‘Lithium batteries are bursting into flames, starting dangerous, toxic trash fires’
Amy Lestition Burke and Heidi Sanborn at The Hill
Workers in “recycling and waste management face an escalating threat: fires and explosions sparked by improperly discarded consumer products containing lithium-ion batteries,” say Amy Lestition Burke and Heidi Sanborn. Without “swift, coordinated action from both manufacturers and policymakers, the situation will only grow worse.” Product design “must account for safe, cost-effective end-of-life management, including identifiable and removable batteries.” Manufacturers “must take responsibility for the full life cycle of their products, and policymakers must act now to protect workers.”
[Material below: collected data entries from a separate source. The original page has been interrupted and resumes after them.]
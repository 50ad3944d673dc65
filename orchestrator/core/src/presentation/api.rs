// Copyright (c) 2026 100monkeys.ai
// SPDX-License-Identifier: AGPL-3.0

use axum::{
    extract::{Path, State},
    http::StatusCode,
    response::{IntoResponse, Response},
    routing::{get, post},
    Json, Router,
};
use serde::Deserialize;
use serde_json::json;
use std::sync::Arc;

use crate::application::agent::{AgentLifecycleService, DeployRequest, LifecycleError};
use crate::domain::agent::AgentId;
use crate::infrastructure::agent_client::PREDICT_PATH;

pub struct AppState {
    pub lifecycle: Arc<dyn AgentLifecycleService>,
}

pub fn app(lifecycle: Arc<dyn AgentLifecycleService>) -> Router {
    let state = Arc::new(AppState { lifecycle });

    Router::new()
        .route("/health", get(health))
        .route("/api/v1/agents", post(deploy_agent).get(list_agents))
        .route("/api/v1/agents/{id}", get(agent_status))
        .route("/api/v1/agents/{id}/stop", post(stop_agent))
        .route("/api/v1/agents/{id}/predict", post(predict))
        .with_state(state)
}

/// `{"error": {"message", "code"}, "status": "error"}` with a status code
/// derived from the error kind.
pub struct ApiError(pub LifecycleError);

impl From<LifecycleError> for ApiError {
    fn from(e: LifecycleError) -> Self {
        Self(e)
    }
}

impl IntoResponse for ApiError {
    fn into_response(self) -> Response {
        let status = match &self.0 {
            e if e.is_validation() => StatusCode::BAD_REQUEST,
            LifecycleError::Conflict(_) => StatusCode::CONFLICT,
            LifecycleError::NotFound(_) => StatusCode::NOT_FOUND,
            LifecycleError::Upstream(_) => StatusCode::BAD_GATEWAY,
            _ => StatusCode::INTERNAL_SERVER_ERROR,
        };

        let mut error = json!({
            "message": self.0.to_string(),
            "code": self.0.code(),
        });
        if let LifecycleError::Build { log, .. } | LifecycleError::Start { log, .. } = &self.0 {
            if !log.is_empty() {
                error["log"] = json!(log);
            }
        }

        (status, Json(json!({ "error": error, "status": "error" }))).into_response()
    }
}

async fn health() -> impl IntoResponse {
    Json(json!({ "status": "healthy" }))
}

async fn deploy_agent(
    State(state): State<Arc<AppState>>,
    Json(request): Json<DeployRequest>,
) -> Result<impl IntoResponse, ApiError> {
    let outcome = state.lifecycle.deploy(request).await?;

    Ok((
        StatusCode::CREATED,
        Json(json!({
            "status": "success",
            "agent_id": outcome.agent_id,
            "service_url": outcome.service_url,
            "api_endpoint": outcome.api_endpoint,
            "deployment_status": outcome.status,
            "warnings": outcome.warnings,
        })),
    ))
}

async fn list_agents(State(state): State<Arc<AppState>>) -> impl IntoResponse {
    let agents: Vec<_> = state
        .lifecycle
        .list()
        .await
        .into_iter()
        .map(|record| {
            let service_url = record.service_url.unwrap_or_default();
            json!({
                "id": record.agent_id,
                "metadata": record.metadata,
                "api_endpoint": format!("{}{}", service_url, PREDICT_PATH),
                "service_url": service_url,
            })
        })
        .collect();

    Json(json!({ "status": "success", "agents": agents }))
}

async fn agent_status(
    State(state): State<Arc<AppState>>,
    Path(id): Path<String>,
) -> Result<impl IntoResponse, ApiError> {
    let agent_id = AgentId::new(id);
    match state.lifecycle.status(&agent_id).await? {
        Some(record) => Ok(Json(record)),
        None => Err(ApiError(LifecycleError::NotFound(agent_id))),
    }
}

async fn stop_agent(
    State(state): State<Arc<AppState>>,
    Path(id): Path<String>,
) -> Result<impl IntoResponse, ApiError> {
    let stopped = state.lifecycle.stop(&AgentId::new(id)).await?;
    Ok(Json(json!({ "status": "success", "stopped": stopped })))
}

#[derive(Deserialize)]
pub struct PredictRequest {
    #[serde(default)]
    pub data: Vec<serde_json::Value>,
}

async fn predict(
    State(state): State<Arc<AppState>>,
    Path(id): Path<String>,
    Json(request): Json<PredictRequest>,
) -> Result<impl IntoResponse, ApiError> {
    // The agent receives text; non-string inputs are passed as their JSON form
    let inputs = request
        .data
        .into_iter()
        .map(|value| match value {
            serde_json::Value::String(s) => s,
            other => other.to_string(),
        })
        .collect();

    let envelope = state.lifecycle.predict(&AgentId::new(id), inputs).await?;
    Ok(Json(envelope))
}
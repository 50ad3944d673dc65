// Copyright (c) 2026 100monkeys.ai
// SPDX-License-Identifier: AGPL-3.0

//! `minions render <file>`: print what the daemon would build for an agent.

use anyhow::{Context, Result};
use clap::Args;
use colored::Colorize;
use std::path::PathBuf;

use minions_orchestrator_core::domain::agent::AgentMetadata;
use minions_orchestrator_core::domain::node_config::NodeConfig;
use minions_orchestrator_core::infrastructure::wrapper_synthesizer::{BuildBundle, WrapperSynthesizer};

#[derive(Args, Debug)]
pub struct RenderArgs {
    /// Python source file
    #[arg(value_name = "FILE")]
    pub file: PathBuf,

    /// Agent display name (also determines the agent id)
    #[arg(long)]
    pub name: String,

    #[arg(long, default_value = "")]
    pub description: String,

    #[arg(long, default_value = "custom")]
    pub model_type: String,

    /// Extra pip requirement (repeatable)
    #[arg(long = "requirement", value_name = "REQUIREMENT")]
    pub requirements: Vec<String>,

    /// Also print the Dockerfile and requirements.txt
    #[arg(long)]
    pub dockerfile: bool,
}

pub async fn handle_command(args: RenderArgs, config_path: Option<PathBuf>) -> Result<()> {
    let config = NodeConfig::load_or_default(config_path).context("Failed to load configuration")?;
    let source = tokio::fs::read_to_string(&args.file)
        .await
        .with_context(|| format!("Failed to read {:?}", args.file))?;

    let mut metadata = AgentMetadata::new(args.name, args.description, args.model_type);
    metadata.requirements = args.requirements;

    let synthesizer = WrapperSynthesizer::new(config.runtime.base_image.clone(), config.runtime.internal_port);
    let bundle = synthesizer
        .bundle(&source, &metadata)
        .context("Failed to generate agent wrapper")?;

    if args.dockerfile {
        for (name, content) in bundle.files() {
            println!("{}", format!("# ---- {} ----", name).dimmed());
            println!("{}", content);
        }
    } else {
        println!("{}", format!("# ---- {} ({}) ----", BuildBundle::AGENT_FILE, metadata.agent_id()).dimmed());
        println!("{}", bundle.agent_source);
    }

    Ok(())
}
‘Debt is crushing the developing world’
Joseph Stiglitz at the Financial Times
Some have “claimed that the debt problem in the developing world is dissipating, but in fact the situation in many low- and lower-middle-income countries has become deeper and more entrenched,” says Joseph Stiglitz. Governments are “diverting precious public resources away from education, health, infrastructure and climate adaptation to service debts.” This is “not a path to sustainable development — this debt is a roadblock.” Today’s “crisis reflects a systemic failure, which lies in the persistent asymmetry of global capital flows.”
‘Why not appoint a nurse as the US surgeon general?’
Connie M. Ulrich, Mary Naylor and Martha A.Q. Curley at The Philadelphia Inquirer
The “surgeon general is the nation’s doctor, but what the nation needs is a nurse,” say Connie M. Ulrich, Mary Naylor and Martha A.Q. Curley. At this “critical time in our nation’s history, who better than a nurse to lead the country in addressing the challenges of health promotion and disease prevention?” The “surgeon general is charged with providing Americans with the best scientific information available on how to improve their health,” and this “science is the science of nursing.”
‘Enlightened Americans should stay and fight, not leave’
Andrew Mitrovica at Al Jazeera
Enlightened Americans’ “presence in America to fight for its promise is a duty and responsibility,” says Andrew Mitrovica. They “can fashion a formidable, immovable buttress against the wretched aspects of Trumpism — its assault on facts, erosion of democratic norms, embrace of authoritarianism, and corrosive pursuit of division and fear.” This “contest cannot be won remotely — far from the epicenter of the urgent battle.” Absence “creates space for extremism to entrench itself,” and Trumpism “thrives when opposition retreats.”